Por eso me limito a declarar que admito la existencia de Dios. Sin embargo, hay que advertir que si Dios existe, si verdaderamente ha creado la tierra, la ha hecho, como es sabido, de acuerdo con la geometría de Euclides, puesto que ha dado a la mente humana la noción de las tres dimensiones, y nada más que tres, del espacio. Sin embargo, ha habido, y los hay todavía, geómetras y filósofos, algunos incluso eminentes, que dudan de que todo el universo, todos los mundos, estén creados siguiendo únicamente los principios de Euclides. Incluso tienen la audacia de suponer que dos paralelas, que según las leyes de Euclides no pueden encontrarse en la tierra, se pueden reunir en otra parte, en el infinito. En vista de que ni siquiera esto soy capaz de comprender, he decidido no intentar comprender a Dios. Confieso humildemente mi incapacidad para resolver estas cuestiones.

En esencia, mi mentalidad es la de Euclides: una mentalidad terrestre.

¿Para qué intentar resolver cosas que no son de este mundo? Te aconsejo que no te tortures el cerebro tratando de resolver estas cuestiones, y menos aún el problema de la existencia de Dios. ¿Existe o no existe? Estos puntos están fuera del alcance de la inteligencia humana, que sólo tiene la noción de las tres dimensiones.

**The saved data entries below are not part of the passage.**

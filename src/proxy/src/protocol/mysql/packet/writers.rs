use crate::protocol::mysql::basic::{Column, OkPacket};
use crate::protocol::mysql::charset::DEFAULT_COLLATION_ID;
use crate::protocol::mysql::constants::AuthPluginName::AuthNativePassword;
use crate::protocol::mysql::constants::{CommandCode, AUTH_PLUGIN_DATA_PART_1_LENGTH};
use crate::protocol::mysql::error_codes::ErrorKind;
use crate::protocol::mysql::packet::packet_writer::PacketWriter;

use byteorder::{LittleEndian, WriteBytesExt};
use mysql_common::constants::{CapabilityFlags, StatusFlags};
use mysql_common::io::WriteMysqlExt;
use std::io::{self, Write};
use tokio::io::AsyncWrite;

pub async fn write_err_packet<W: AsyncWrite + Unpin>(
    err: ErrorKind,
    msg: &[u8],
    w: &mut PacketWriter<W>,
) -> io::Result<()> {
    w.write_u8(0xff)?;
    w.write_u16::<LittleEndian>(err as u16)?;
    w.write_u8(b'#')?;
    w.write_all(err.sqlstate())?;
    w.write_all(msg)?;
    w.end_packet().await?;
    w.flush_all().await
}

pub async fn write_eof_packet<W: AsyncWrite + Unpin>(
    w: &mut PacketWriter<W>,
    s: StatusFlags,
) -> io::Result<()> {
    w.write_all(&[0xfe, 0x00, 0x00])?;
    w.write_u16::<LittleEndian>(s.bits())?;
    w.end_packet().await
}

pub async fn write_ok_packet_with_client_flags<W: AsyncWrite + Unpin>(
    w: &mut PacketWriter<W>,
    client_capabilities: CapabilityFlags,
    ok_packet: OkPacket,
) -> io::Result<()> {
    w.write_u8(ok_packet.header)?;
    w.write_lenenc_int(ok_packet.affected_rows)?;
    w.write_lenenc_int(ok_packet.last_insert_id)?;
    if client_capabilities.contains(CapabilityFlags::CLIENT_PROTOCOL_41) {
        w.write_u16::<LittleEndian>(ok_packet.status_flags.bits())?;
        w.write_all(&[0x00, 0x00])?; // no warnings
    } else if client_capabilities.contains(CapabilityFlags::CLIENT_TRANSACTIONS) {
        w.write_u16::<LittleEndian>(ok_packet.status_flags.bits())?;
    }

    if client_capabilities.contains(CapabilityFlags::CLIENT_SESSION_TRACK) {
        w.write_lenenc_str(ok_packet.info.as_bytes())?;
        if ok_packet
            .status_flags
            .contains(StatusFlags::SERVER_SESSION_STATE_CHANGED)
        {
            w.write_lenenc_str(ok_packet.session_state_info.as_bytes())?;
        }
    } else {
        w.write_all(ok_packet.info.as_bytes())?;
    }
    w.end_packet().await?;
    w.flush_all().await
}

/// Protocol::HandshakeV10 greeting, sent to a connecting client before it has
/// said anything.
pub async fn write_initial_handshake<W: AsyncWrite + Unpin>(
    writer: &mut PacketWriter<W>,
    conn_id: u64,
    scramble: [u8; 20],
    server_version: &[u8],
    server_capabilities: CapabilityFlags,
) -> io::Result<()> {
    writer.reset_seq();
    writer.write_all(&[10])?; // protocol 10

    writer.write_all(server_version)?;
    writer.write_all(&[0x00])?;
    writer.write_u32::<LittleEndian>(conn_id as u32)?;

    let capability_bytes = server_capabilities.bits().to_le_bytes();

    writer.write_all(&scramble[0..AUTH_PLUGIN_DATA_PART_1_LENGTH])?; // auth-plugin-data-part-1
    writer.write_all(&[0x00])?;

    writer.write_all(&capability_bytes[..2])?; // lower 2 bytes of the capability flags

    writer.write_all(&DEFAULT_COLLATION_ID.to_le_bytes())?;
    writer.write_all(&StatusFlags::SERVER_STATUS_AUTOCOMMIT.bits().to_le_bytes())?;
    writer.write_all(&capability_bytes[2..4])?; // upper 2 bytes of the capability flags

    writer.write_all(&((scramble.len() + 1) as u8).to_le_bytes())?;

    writer.write_all(&[0x00; 10][..])?; // 10 bytes filler
    writer.write_all(&scramble[AUTH_PLUGIN_DATA_PART_1_LENGTH..])?; // auth-plugin-data-part-2
    writer.write_all(&[0x00])?;

    writer.write_all(AuthNativePassword.as_ref().as_bytes())?;
    writer.write_all(&[0x00])?;
    writer.end_packet().await?;
    writer.flush_all().await
}

/// AuthSwitchRequest: ask the peer to redo authentication with `plugin` and a
/// fresh scramble.
pub async fn write_auth_switch_request<W: AsyncWrite + Unpin>(
    w: &mut PacketWriter<W>,
    plugin: &str,
    scramble: &[u8],
) -> io::Result<()> {
    w.write_u8(0xfe)?;
    w.write_all(plugin.as_bytes())?;
    w.write_u8(0x00)?;
    w.write_all(scramble)?;
    w.write_u8(0x00)?;
    w.end_packet().await?;
    w.flush_all().await
}

pub async fn write_com_ping<W: AsyncWrite + Unpin>(w: &mut PacketWriter<W>) -> io::Result<()> {
    w.reset_seq();
    w.write_u8(CommandCode::ComPing as u8)?;
    w.end_packet().await?;
    w.flush_all().await
}

// works for Protocol::ColumnDefinition41
// see: https://dev.mysql.com/doc/dev/mysql-server/latest/page_protocol_com_query_response_text_resultset_column_definition.html
pub async fn write_column_definitions_41<'a, I, W>(
    i: I,
    w: &mut PacketWriter<W>,
    client_capabilities: CapabilityFlags,
) -> io::Result<()>
where
    I: IntoIterator<Item = &'a Column>,
    W: AsyncWrite + Unpin,
{
    for c in i {
        w.write_lenenc_str(b"def")?;
        w.write_lenenc_str(b"")?;
        w.write_lenenc_str(c.table.as_bytes())?;
        w.write_lenenc_str(b"")?;
        w.write_lenenc_str(c.column.as_bytes())?;
        w.write_lenenc_str(b"")?;
        w.write_lenenc_int(0xC)?;
        w.write_u16::<LittleEndian>(33)?;
        w.write_u32::<LittleEndian>(1024)?;
        w.write_u8(c.column_type as u8)?;
        w.write_u16::<LittleEndian>(c.column_flags.bits())?;
        w.write_all(&[0x00])?; // decimals
        w.write_all(&[0x00, 0x00])?; // unused
        w.end_packet().await?;
    }

    if !client_capabilities.contains(CapabilityFlags::CLIENT_DEPRECATE_EOF) {
        write_eof_packet(w, StatusFlags::empty()).await
    } else {
        Ok(())
    }
}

Por eso yo admito sin razonar no sólo la existencia de Dios, sino también su sabiduría y su finalidad para nosotros incomprensible.

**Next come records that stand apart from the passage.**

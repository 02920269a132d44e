pub mod factory;
pub mod pool;

use crate::async_packet_read;
use crate::protocol::mysql::packet::packet_reader::PacketReader;
use crate::protocol::mysql::packet::packet_writer::PacketWriter;
use crate::protocol::mysql::packet::writers;

use async_trait::async_trait;
use std::io;
use std::net::SocketAddr;
use std::time::Instant;
use tokio::io::{AsyncRead, AsyncWrite, AsyncWriteExt};
use tokio_util::sync::CancellationToken;

pub type BoxedReader = Box<dyn AsyncRead + Send + Unpin>;
pub type BoxedWriter = Box<dyn AsyncWrite + Send + Unpin>;

/// One authenticated backend MySQL session, command-phase ready. Exclusively
/// owned: by the pool while idle, then by exactly one worker, which must
/// close it. Sessions are never reused across clients.
pub struct BackendSession {
    reader: PacketReader<BoxedReader>,
    writer: PacketWriter<BoxedWriter>,
    peer: SocketAddr,
}

impl std::fmt::Debug for BackendSession {
    fn fmt(&self, f: &mut std::fmt::Formatter<'_>) -> std::fmt::Result {
        f.debug_struct("BackendSession")
            .field("peer", &self.peer)
            .finish_non_exhaustive()
    }
}

impl BackendSession {
    pub fn new(
        reader: PacketReader<BoxedReader>,
        writer: PacketWriter<BoxedWriter>,
        peer: SocketAddr,
    ) -> Self {
        Self {
            reader,
            writer,
            peer,
        }
    }

    pub fn peer(&self) -> SocketAddr {
        self.peer
    }

    /// COM_PING round trip. Anything but an OK packet counts as a dead
    /// session.
    pub async fn ping(&mut self) -> io::Result<()> {
        writers::write_com_ping(&mut self.writer).await?;
        let (_, pkt) = async_packet_read!(self.reader);
        if pkt.is_ok_packet() {
            Ok(())
        } else {
            Err(io::Error::new(
                io::ErrorKind::InvalidData,
                "backend rejected liveness ping",
            ))
        }
    }

    pub async fn close(self) -> io::Result<()> {
        let mut writer = self.writer.into_inner();
        writer.shutdown().await
    }

    /// Hand the transport halves to the forwarding pipe. The reader keeps any
    /// bytes it buffered past the last packet boundary.
    pub fn into_parts(self) -> (PacketReader<BoxedReader>, BoxedWriter) {
        (self.reader, self.writer.into_inner())
    }
}

/// A pooled session plus the moment it was created, for age-based staleness.
pub struct PooledBackend {
    pub session: BackendSession,
    pub created_at: Instant,
}

impl PooledBackend {
    pub fn new(session: BackendSession) -> Self {
        Self {
            session,
            created_at: Instant::now(),
        }
    }
}

/// Opens one fresh authenticated backend session. The production
/// implementation is [`factory::BackendFactory`]; tests inject their own.
#[async_trait]
pub trait ConnFactory: Send + Sync {
    async fn new_conn(&self, ctx: &CancellationToken) -> io::Result<BackendSession>;
}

Creo en el orden y el sentido de la vida, en la armonía eterna, donde nos dicen que nos fundiremos algún día.

Creo en el Verbo hacia el que tiende el universo que está en Dios, que es el mismo Dios; creo en el infinito.

¿Voy por el buen camino? Imagínate que, en definitiva, no admita este mundo de Dios, aunque sepa que existe.

Observa que no es a Dios a quien rechazo, sino a la creación: esto y sólo esto es lo que me niego a aceptar.

Me explicaré:

puedo admitir ciegamente, como un niño,

que el dolor desaparecerá del mundo, que la irritante comedia de las contradicciones humanas se desvanecerá como un miserable espejismo, como una vil manifestación de una impotencia mezquina, como un átomo de la mente de Euclides; que al final del drama, cuando aparezca la armonía eterna, se producirá una revelación tan hermosa que conmoverá a todos los corazones, calmará todos los grados de la indignación y absolverá de todos los crímenes y de la sangre derramada. De modo que se podrá no sólo perdonar, sino justificar todo lo que ha ocurrido en la tierra.

Todo esto podrá suceder, pero yo no lo admito, no quiero admitirlo.

Si las paralelas se encontraran ante mi vista, yo diría que se habían encontrado, pero mi razón se negaría a admitirlo.

Ésta es mi tesis, Aliocha.»

Dostoievski, Los hermanos Karamazov.